There will be dockage available at the Huron Boat Basin at a special rate for the tournament. I'll get details from Doug Steinwart at the Boat Basin posted.

We are set to open up registration on the Fish Huron site at 10AM.

Thanks in advance for your support.
Steve Carlson


----------



## FreeByrdSteve (Jun 28, 2004)

Registration is live on the Fish Huron site.

NOTE: I've had a few calls from people that didn't see the link to register - if you don't see a link under the payouts that says "CLICK HERE TO REGISTER" or the boxes under "FALL WALLEYE TOURNAMENT REGISTRATION" you may need to REFRESH your browser.


----------



## Reel Naughty (Apr 8, 2007)

We plan to fish it. Should be a great event.


----------



## kingnuke32 (Jan 14, 2009)

Kingpin is in staying at the Rivers edge as well.


----------



## boatnut (Nov 22, 2006)

team "Dewey, Ketcham & Howe" is in. Should be a blast! Like others have said, Steve runs a first class tourney!


----------



## FreeByrdSteve (Jun 28, 2004)

THANKS EVERYONE FOR THE SUPPORT ON DAY ONE OF REGISTRATION.

At 3:10PM I believe we are at 19 teams registered - so almost 1/3 of the way to a full payout field. The roster on the FHO site gets updated manually after verifying things with PayPal.

Steve Carlson


----------



## FreeByrdSteve (Jun 28, 2004)

7PM update on Wed Sept 8. We have 24 teams confirmed as registered.
THANKS FOR THE SUPPORT!
Steve Carlson


----------



## Lady Bridge (Jul 30, 2007)

Lady Bridge is registered and the team includes the talent of the Optimist & Hawkeye (legendary walleye fishermen).

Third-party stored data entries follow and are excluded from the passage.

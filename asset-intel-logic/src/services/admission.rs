use chrono::Utc;
use entity::{runs::ActiveModel, sea_orm_active_enums::RunStatus};
use sea_orm::{ActiveValue::Set, ConnectionTrait};
use uuid::Uuid;

use crate::{
    error::ServiceError,
    metrics::RUNS_ENQUEUED_TOTAL,
    repository::{org_usage, runs, tenants},
    services::{queue::QueueAdapter, registry, signature},
    types::{runs::Run, tenants::Plan},
};

fn current_period() -> String {
    Utc::now().format("%Y-%m").to_string()
}

/// Admits a run for `(asset_id, processor_name)`: enforces the tenant's
/// monthly quota, reuses an in-flight or still-valid completed run when one
/// exists, and otherwise inserts a fresh pending run and pushes it onto the
/// queue. Idempotent by design -- calling this twice for the same asset and
/// processor without `force` and without new content never enqueues twice.
///
/// `retry` only matters when the latest run for this asset/processor is
/// `failed`: without it a failed run is reused as-is (the caller is just
/// polling), with it a fresh run is created (the caller wants another
/// attempt).
pub async fn admit_run<C: ConnectionTrait>(
    db: &C,
    queue: &QueueAdapter,
    tenant_id: Uuid,
    asset_id: Uuid,
    processor_name: &str,
    force: bool,
    retry: bool,
) -> Result<Run, ServiceError> {
    let spec = registry::find(processor_name)?;

    let plan = tenants::find_by_id(db, tenant_id)
        .await?
        .map(|t| Plan::from_str_or_default(&t.plan))
        .unwrap_or(Plan::Free);
    check_quota(db, tenant_id, plan).await?;

    let current_signature = if spec.name != "asset-fingerprint" {
        signature::latest_signature_for_asset(db, tenant_id, asset_id).await?
    } else {
        None
    };

    if !force {
        if let Some(reused) =
            find_reusable_run(db, tenant_id, asset_id, processor_name, retry, current_signature.as_deref())
                .await?
        {
            return Ok(reused.into());
        }
    }

    let run = ActiveModel {
        id: Set(Uuid::new_v4()),
        tenant_id: Set(tenant_id),
        asset_id: Set(asset_id),
        processor_name: Set(spec.name.to_string()),
        processor_version: Set(spec.version.to_string()),
        status: Set(RunStatus::Pending),
        estimated_cost_cents: Set(spec.price_cents),
        input_fingerprint_signature: Set(current_signature),
        ..Default::default()
    };
    let run = runs::insert(db, run).await?;

    queue
        .enqueue(&crate::services::queue::RunJob {
            run_id: run.id,
            tenant_id,
        })
        .await
        .map_err(ServiceError::from)?;

    RUNS_ENQUEUED_TOTAL
        .with_label_values(&[spec.name])
        .inc();

    Ok(run.into())
}

async fn check_quota<C: ConnectionTrait>(
    db: &C,
    tenant_id: Uuid,
    plan: Plan,
) -> Result<(), ServiceError> {
    let quota = plan.quota();
    let period = current_period();
    let usage = org_usage::find(db, tenant_id, &period).await?;

    if let Some(usage) = usage {
        if usage.intelligence_runs >= quota.max_runs_per_month {
            return Err(ServiceError::QuotaRunsExceeded(format!(
                "monthly run quota of {} exceeded for plan {}",
                quota.max_runs_per_month,
                plan.as_str()
            )));
        }
        if usage.estimated_cost_cents >= quota.max_cost_cents_per_month {
            return Err(ServiceError::QuotaCostExceeded(format!(
                "monthly cost quota of {} cents exceeded for plan {}",
                quota.max_cost_cents_per_month,
                plan.as_str()
            )));
        }
    }
    Ok(())
}

/// A non-terminal run is always reused (dedupes concurrent admission calls).
/// A completed run is reused only when the processor is keyed on the asset's
/// fingerprint signature and that signature hasn't changed since (an unknown
/// signature on either side is treated as a match). A failed run is reused
/// unless the caller asked for `retry`. A canceled run is never reused --
/// cancellation carries no retry semantics of its own, so the caller always
/// gets a fresh attempt.
async fn find_reusable_run<C: ConnectionTrait>(
    db: &C,
    tenant_id: Uuid,
    asset_id: Uuid,
    processor_name: &str,
    retry: bool,
    current_signature: Option<&str>,
) -> Result<Option<entity::runs::Model>, ServiceError> {
    let Some(latest) =
        runs::find_latest_for_asset_processor(db, tenant_id, asset_id, processor_name).await?
    else {
        return Ok(None);
    };

    let reusable = is_reusable(
        &latest.status,
        retry,
        current_signature,
        latest.input_fingerprint_signature.as_deref(),
    );
    Ok(reusable.then_some(latest))
}

fn is_reusable(
    status: &RunStatus,
    retry: bool,
    current_signature: Option<&str>,
    prior_signature: Option<&str>,
) -> bool {
    if !status.is_terminal() {
        return true;
    }
    match status {
        RunStatus::Completed => match (current_signature, prior_signature) {
            (Some(current), Some(prior)) => current == prior,
            _ => true,
        },
        RunStatus::Failed => !retry,
        _ => false,
    }
}

#[cfg(test)]
mod tests {
    use super::*;
    use rstest::rstest;

    #[rstest]
    #[case(RunStatus::Pending, false, None, None, true)]
    #[case(RunStatus::Running, false, None, None, true)]
    #[case(RunStatus::Completed, false, Some("a"), Some("a"), true)]
    #[case(RunStatus::Completed, false, Some("a"), Some("b"), false)]
    #[case(RunStatus::Completed, false, None, None, true)]
    #[case(RunStatus::Failed, false, None, None, true)]
    #[case(RunStatus::Failed, true, None, None, false)]
    #[case(RunStatus::Canceled, false, None, None, false)]
    fn reuse_table_matches_policy(
        #[case] status: RunStatus,
        #[case] retry: bool,
        #[case] current_signature: Option<&str>,
        #[case] prior_signature: Option<&str>,
        #[case] expected: bool,
    ) {
        assert_eq!(
            is_reusable(&status, retry, current_signature, prior_signature),
            expected
        );
    }
}
use anyhow::Context;
use serde::Deserialize;
use uuid::Uuid;

/// Metadata and content the fingerprint processor needs, as returned by the
/// upstream asset storage service. Byte content is fetched separately via
/// `fetch_bytes` since OCR needs the body but fingerprinting alone does not.
#[derive(Debug, Clone, Deserialize)]
pub struct AssetMetadata {
    pub content_type: Option<String>,
    pub content_length: Option<i64>,
    pub etag: Option<String>,
    pub last_modified: Option<String>,
}

#[derive(Clone)]
pub struct AssetFetcherClient {
    http: reqwest::Client,
    base_url: String,
}

impl AssetFetcherClient {
    pub fn new(base_url: String) -> Self {
        Self {
            http: reqwest::Client::new(),
            base_url,
        }
    }

    pub async fn fetch_metadata(&self, asset_id: Uuid) -> anyhow::Result<AssetMetadata> {
        let url = format!("{}/assets/{asset_id}/metadata", self.base_url);
        self.http
            .get(&url)
            .send()
            .await
            .context("requesting asset metadata")?
            .error_for_status()
            .context("asset metadata request failed")?
            .json()
            .await
            .context("decoding asset metadata")
    }

    pub async fn fetch_bytes(&self, asset_id: Uuid) -> anyhow::Result<Vec<u8>> {
        let url = format!("{}/assets/{asset_id}/content", self.base_url);
        let bytes = self
            .http
            .get(&url)
            .send()
            .await
            .context("requesting asset content")?
            .error_for_status()
            .context("asset content request failed")?
            .bytes()
            .await
            .context("reading asset content")?;
        Ok(bytes.to_vec())
    }
}
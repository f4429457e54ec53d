use image::GenericImageView;
use serde_json::json;
use uuid::Uuid;

use crate::{
    clients::asset_fetcher::AssetFetcherClient, error::ServiceError,
    services::processors::ProcessorOutput,
};

/// Decodes the asset as an image and records its dimensions and format.
/// Unsupported formats surface as an `ServiceError::BadRequest`-shaped
/// message so the retry service classifies them correctly rather than
/// treating them as a transient failure worth retrying.
pub async fn run(
    client: &AssetFetcherClient,
    asset_id: Uuid,
) -> Result<ProcessorOutput, ServiceError> {
    let bytes = client
        .fetch_bytes(asset_id)
        .await
        .map_err(ServiceError::Internal)?;

    let format = image::guess_format(&bytes)
        .map_err(|err| ServiceError::Internal(anyhow::anyhow!("unsupported image format: {err}")))?;
    let img = image::load_from_memory_with_format(&bytes, format)
        .map_err(|err| ServiceError::Internal(anyhow::anyhow!("corrupt image file: {err}")))?;
    let (width, height) = img.dimensions();

    let data = json!({
        "width": width,
        "height": height,
        "format": format!("{format:?}"),
        "color_type": format!("{:?}", img.color()),
    });

    Ok(ProcessorOutput {
        data,
        confidence: None,
        ocr_text: None,
    })
}
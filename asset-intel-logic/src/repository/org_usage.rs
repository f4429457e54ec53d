use entity::org_usage::{Column, Entity, Model};
use sea_orm::{ColumnTrait, ConnectionTrait, DbBackend, DbErr, EntityTrait, QueryFilter, Statement};
use uuid::Uuid;

pub async fn find<C: ConnectionTrait>(
    db: &C,
    tenant_id: Uuid,
    period: &str,
) -> Result<Option<Model>, DbErr> {
    Entity::find()
        .filter(Column::TenantId.eq(tenant_id))
        .filter(Column::Period.eq(period))
        .one(db)
        .await
}

/// Atomically bumps the run count and accumulated cost for `period`, in a
/// single upsert rather than a read-then-write so concurrent dispatchers
/// can't clobber each other's increments.
pub async fn increment<C: ConnectionTrait>(
    db: &C,
    tenant_id: Uuid,
    period: &str,
    cost_cents: i64,
) -> Result<(), DbErr> {
    let stmt = Statement::from_sql_and_values(
        DbBackend::Postgres,
        r#"
            INSERT INTO org_usage (tenant_id, period, intelligence_runs, estimated_cost_cents)
            VALUES ($1, $2, 1, $3)
            ON CONFLICT (tenant_id, period) DO UPDATE SET
                intelligence_runs = org_usage.intelligence_runs + 1,
                estimated_cost_cents = org_usage.estimated_cost_cents + excluded.estimated_cost_cents
        "#,
        [tenant_id.into(), period.into(), cost_cents.into()],
    );
    db.execute(stmt).await?;
    Ok(())
}
use blockscout_service_launcher::{
    database::{DatabaseConnectSettings, DatabaseSettings, ReplicaDatabaseSettings},
    launcher::{ConfigSettings, MetricsSettings, ServerSettings},
    tracing::{JaegerSettings, TracingSettings},
};
use serde::{Deserialize, Serialize};
use serde_with::serde_as;
use std::time;
use url::Url;

#[derive(Debug, Clone, PartialEq, Eq, Serialize, Deserialize)]
#[serde(deny_unknown_fields)]
pub struct Settings {
    #[serde(default)]
    pub server: ServerSettings,
    #[serde(default)]
    pub metrics: MetricsSettings,
    #[serde(default)]
    pub tracing: TracingSettings,
    #[serde(default)]
    pub jaeger: JaegerSettings,
    pub database: DatabaseSettings,
    // Optional read-only replica; search and listing queries would be
    // redirected here if configured. Unused today since every handler reads
    // off the primary connection.
    #[serde(default)]
    pub replica_database: Option<ReplicaDatabaseSettings>,
    #[serde(default)]
    pub redis: RedisSettings,
    #[serde(default)]
    pub service: ServiceSettings,
    #[serde(default)]
    pub admin: AdminSettings,
    #[serde(default)]
    pub api: ApiSettings,
}

#[derive(Debug, Clone, Serialize, Deserialize, PartialEq, Eq)]
#[serde(deny_unknown_fields)]
pub struct RedisSettings {
    pub url: Url,
}

impl Default for RedisSettings {
    fn default() -> Self {
        Self {
            url: Url::parse("redis://localhost:6379").unwrap(),
        }
    }
}

#[serde_as]
#[derive(Debug, Clone, Serialize, Deserialize, PartialEq, Eq)]
#[serde(deny_unknown_fields)]
pub struct ServiceSettings {
    #[serde(default = "default_asset_fetcher_url")]
    pub asset_fetcher_url: Url,
    // When true, the HTTP server also spawns an embedded worker loop in this
    // process -- convenient for a single-node deployment. Production setups
    // run `asset-intel-worker` as its own scaled-out process and should set
    // this to false to avoid double-consuming the queue.
    #[serde(default = "default_use_arq_worker")]
    pub use_arq_worker: bool,
    #[serde(default = "default_arq_max_tries")]
    pub arq_max_tries: i32,
    #[serde(default = "default_deadletter_max_items")]
    pub deadletter_max_items: usize,
    #[serde(default = "default_worker_concurrency")]
    pub worker_concurrency: usize,
    #[serde_as(as = "serde_with::DurationSeconds<u64>")]
    #[serde(default = "default_job_timeout")]
    pub job_timeout: time::Duration,
}

impl Default for ServiceSettings {
    fn default() -> Self {
        Self {
            asset_fetcher_url: default_asset_fetcher_url(),
            use_arq_worker: default_use_arq_worker(),
            arq_max_tries: default_arq_max_tries(),
            deadletter_max_items: default_deadletter_max_items(),
            worker_concurrency: default_worker_concurrency(),
            job_timeout: default_job_timeout(),
        }
    }
}

#[derive(Debug, Clone, Serialize, Deserialize, PartialEq, Eq, Default)]
#[serde(deny_unknown_fields)]
pub struct AdminSettings {
    #[serde(default)]
    pub enabled: bool,
    #[serde(default)]
    pub admin_key: Option<String>,
}

#[derive(Debug, Clone, Serialize, Deserialize, PartialEq, Eq)]
#[serde(deny_unknown_fields)]
pub struct ApiSettings {
    #[serde(default = "default_default_page_size")]
    pub default_page_size: u32,
    #[serde(default = "default_max_page_size")]
    pub max_page_size: u32,
}

impl Default for ApiSettings {
    fn default() -> Self {
        Self {
            default_page_size: default_default_page_size(),
            max_page_size: default_max_page_size(),
        }
    }
}

impl ConfigSettings for Settings {
    const SERVICE_NAME: &'static str = "ASSET_INTEL";
}

impl Settings {
    pub fn default(database_url: String) -> Self {
        Self {
            server: Default::default(),
            metrics: Default::default(),
            tracing: Default::default(),
            jaeger: Default::default(),
            database: DatabaseSettings {
                connect: DatabaseConnectSettings::Url(database_url),
                connect_options: Default::default(),
                create_database: Default::default(),
                run_migrations: Default::default(),
            },
            replica_database: Default::default(),
            redis: Default::default(),
            service: Default::default(),
            admin: Default::default(),
            api: Default::default(),
        }
    }
}

fn default_asset_fetcher_url() -> Url {
    Url::parse("http://localhost:8090").unwrap()
}

fn default_use_arq_worker() -> bool {
    true
}

fn default_arq_max_tries() -> i32 {
    3
}

fn default_deadletter_max_items() -> usize {
    200
}

fn default_worker_concurrency() -> usize {
    10
}

fn default_job_timeout() -> time::Duration {
    time::Duration::from_secs(10 * 60)
}

fn default_default_page_size() -> u32 {
    50
}

fn default_max_page_size() -> u32 {
    100
}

Team members also include the slippery netter Josh and sandwich maker Ahmed.


----------



## FreeByrdSteve (Jun 28, 2004)

FLIGHT ONE IS FULL AS OF 7:30PM Thursday Sept 9.
33 Teams confirmed registered.

Thanks agian for the support.
Steve


----------



## Limitman (Jun 3, 2008)

We are in will be at the River's Edge. Good luck to all!


----------



## fishhogg (Apr 16, 2009)

Yea, baby looking forward to this! This tournament should take some huge weights to win, place, and draw. Team Fishhog is fired up and ready for the challenge. See you there!


----------



## FreeByrdSteve (Jun 28, 2004)

40 Teams confirmed as of 9:50AM Friday Sept 10. 40 teams in less than 48 hours of registration being open.

THANKS FOR THE SUPPORT!


----------



## FreeByrdSteve (Jun 28, 2004)

46 Teams registered at NOON Sunday Sept 12.
Thanks for the support everyone.
Steve


----------



## FreeByrdSteve (Jun 28, 2004)

Just saw the 50th boat registration come through - Tuesday Sept 14 11AM.

Don't get left out!
Steve Carlson


----------



## FreeByrdSteve (Jun 28, 2004)

Up to 57 teams
only 8 spots left - don't get left out


----------



## Dougyefresh (May 12, 2010)

Can't wait to fish, great tourn. good people


----------



## ErieRider (Mar 23, 2010)

Guys,
Threw this out on the erie forum, but if anyone needs to back out of the tournament for an unforeseen circumstance, please give me a call at 216-337-4221 (Dave) and I will buy your spot. My schedule worked out too late and we missed the sign up before it filled up.


----------



## Webman27 (May 31, 2007)

Team Smoke n' Fish is in again this year and really looking forward to it!


----------



## kingnuke32 (Jan 14, 2009)

FreeByrdSteve said:


> There will be dockage available at the Huron Boat Basin at a special rate for the tournament. I'll get details from Doug Steinwart at the Boat Basin posted.
> 
> We are set to open up registration on the Fish Huron site at 10AM.
> 
> ...


Any word on the boat basin and dockage rates?


----------



## leadcorebean (Jul 17, 2006)

we picked up a slip for $10


----------



## FreeByrdSteve (Jun 28, 2004)

ALL,
If you are fishing the tournament please download & print this two page PDF document. Page 1 is registration form that needs to be turned in at the Boat Basin between 6:30 and 7PM on Friday Oct 15. Please have it filled out in advance.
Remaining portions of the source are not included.